As a leadership capability, empathetic leadership enables trust and open conversations within the workplace that leads to positive changes for their people and profits. Furthermore, from a strategic and organizational perspective, the ability to connect empathically with others at work is fundamental to driving up a high percentage of all corporate KPI’s. Teams win when they work together, and empathetic leadership allows us to better co-exist with our colleagues and teams by deepening our knowledge of each other’s expectations and skills, thus enabling a more collaborative and connected environment that can perform in the months ahead. 

Increasing our empathy levels also helps us to metaphorically step into the shoes of our customers. In doing so, we can better understand their needs and how the current situations are affecting them, informing how we as business leaders respond to changes in our marketing, sales, and operations. If we don’t understand our customers, we won’t be able to effectively meet and exceed their expectations, meaning we won’t just lose their attention but also their custom.  

Strengthening our shared empathy 

As business leaders and people managers, we can no longer have an internal-only mindset that only considers employees in terms of their output and performance. Rather, we need to recognise that our ability, and desire, to do and be at our best is entirely connected to our contexts and realities. Without this, leaders will struggle to make decisions that reflect the realities of your people and find it nearly impossible to inspire and lead their teams to success.

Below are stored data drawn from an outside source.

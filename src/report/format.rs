//! Formatted terminal output.
//!
//! We keep formatting code in one place so:
//! - the fitting code stays clean and testable
//! - output changes are localized

use crate::domain::RunConfig;
use crate::fit::CvResult;
use crate::io::ingest::IngestedData;
use crate::report::CoefficientRow;
use crate::sparsenet::SparseNetFit;

/// Format the data set and fit summary.
pub fn format_fit_summary(ingest: &IngestedData, fit: &SparseNetFit, config: &RunConfig) -> String {
    let mut out = String::new();
    let ds = &ingest.dataset;
    let path = &fit.path;

    out.push_str("=== netglm - network-penalized GLM ===\n");
    out.push_str(&format!("Data: {}\n", config.csv_path.display()));
    out.push_str(&format!(
        "Rows: read={} used={} skipped={} | features={} | response={}\n",
        ingest.rows_read,
        ingest.rows_used,
        ingest.row_errors.len(),
        ds.n_features(),
        ds.response_name
    ));
    for err in ingest.row_errors.iter().take(5) {
        out.push_str(&format!("  line {}: {}\n", err.line, err.message));
    }
    if ingest.row_errors.len() > 5 {
        out.push_str(&format!("  ... {} more\n", ingest.row_errors.len() - 5));
    }

    out.push_str(&format!(
        "Network: {} ({}, cutoff={}) | transform={} | min_degree={}\n",
        fit.network,
        if fit.options.unweighted { "unweighted" } else { "weighted" },
        fit.options.cutoff,
        fit.options.transform.display_name(),
        fit.options.min_degree
    ));
    out.push_str(&format!(
        "Degree: [{:.3}, {:.3}] | penalty factor: [{:.4}, {:.4}]\n",
        min(&fit.degrees),
        max(&fit.degrees),
        min(&fit.penalty_factors),
        max(&fit.penalty_factors)
    ));

    out.push_str(&format!(
        "Model: {} | alpha={} | lambdas={} | passes={}\n",
        fit.params.family.display_name(),
        fit.params.alpha,
        path.n_lambda(),
        path.passes
    ));
    if let (Some(first), Some(last)) = (path.lambdas.first(), path.lambdas.last()) {
        let k = path.n_lambda() - 1;
        out.push_str(&format!(
            "Path: lambda=[{last:.4e}, {first:.4e}] | df at end={} | dev ratio at end={:.4}\n",
            path.df[k], path.dev_ratio[k]
        ));
    }

    out
}

/// Format the cross-validation summary.
pub fn format_cv_summary(cv: &CvResult) -> String {
    let mut out = String::new();
    out.push_str(&format!(
        "Cross-validation: {} folds | measure={}\n",
        cv.n_folds,
        cv.measure.display_name()
    ));
    out.push_str(&format!(
        "  lambda_min={:.4e}  cvm={:.5}  cvsd={:.5}\n",
        cv.lambda_min, cv.cvm[cv.index_min], cv.cvsd[cv.index_min]
    ));
    out.push_str(&format!(
        "  lambda_1se={:.4e}  cvm={:.5}  cvsd={:.5}\n",
        cv.lambda_1se, cv.cvm[cv.index_1se], cv.cvsd[cv.index_1se]
    ));
    out
}

/// Format the coefficient table.
pub fn format_coefficients(rows: &[CoefficientRow], lambda: f64) -> String {
    let mut out = String::new();
    out.push_str(&format!("Top coefficients at lambda={lambda:.4e}:\n"));
    if rows.is_empty() {
        out.push_str("  (all coefficients are zero)\n");
        return out;
    }

    out.push_str(
        format!("{:<24} {:>10} {:>10} {:>14}", "feature", "degree", "penalty", "coefficient").trim_end(),
    );
    out.push('\n');
    out.push_str(format!("{:-<24} {:-<10} {:-<10} {:-<14}", "", "", "", "").trim_end());
    out.push('\n');

    for r in rows {
        out.push_str(
            format!(
                "{:<24} {:>10.3} {:>10.4} {:>14.6}",
                truncate(&r.name, 24),
                r.degree,
                r.penalty_factor,
                r.coefficient
            )
            .trim_end(),
        );
        out.push('\n');
    }

    out
}

fn min(v: &[f64]) -> f64 {
    v.iter().copied().fold(f64::INFINITY, f64::min)
}

fn max(v: &[f64]) -> f64 {
    v.iter().copied().fold(f64::NEG_INFINITY, f64::max)
}

fn truncate(s: &str, max: usize) -> String {
    if s.chars().count() <= max {
        return s.to_string();
    }
    let mut out = String::new();
    for (i, ch) in s.chars().enumerate() {
        if i + 1 >= max {
            break;
        }
        out.push(ch);
    }
    out.push('.');
    out
}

But this can be far easier said than done. When we’re in ‘survival’ mode, we default to a more ego centric, protectionist and introverted focus and find it far harder to activate the parts of the brain which are responsible for empathy. Studies also show that people will cognitively turn off empathy if they feel like they are unable to help somebody, or respond, how they would ideally like to. 

However, it has been proven time and again that far from being an immutable trait, empathy is a skill that can be refined and improved for the benefit of ourselves and those around us. It is a choice for leadership teams to invest in the development of empathy within our teams – and this investment must be continuous, for empathy is not a ‘one-off’ session hosted by HR. It is a long-term solution that leads to a path of competitive advantage. 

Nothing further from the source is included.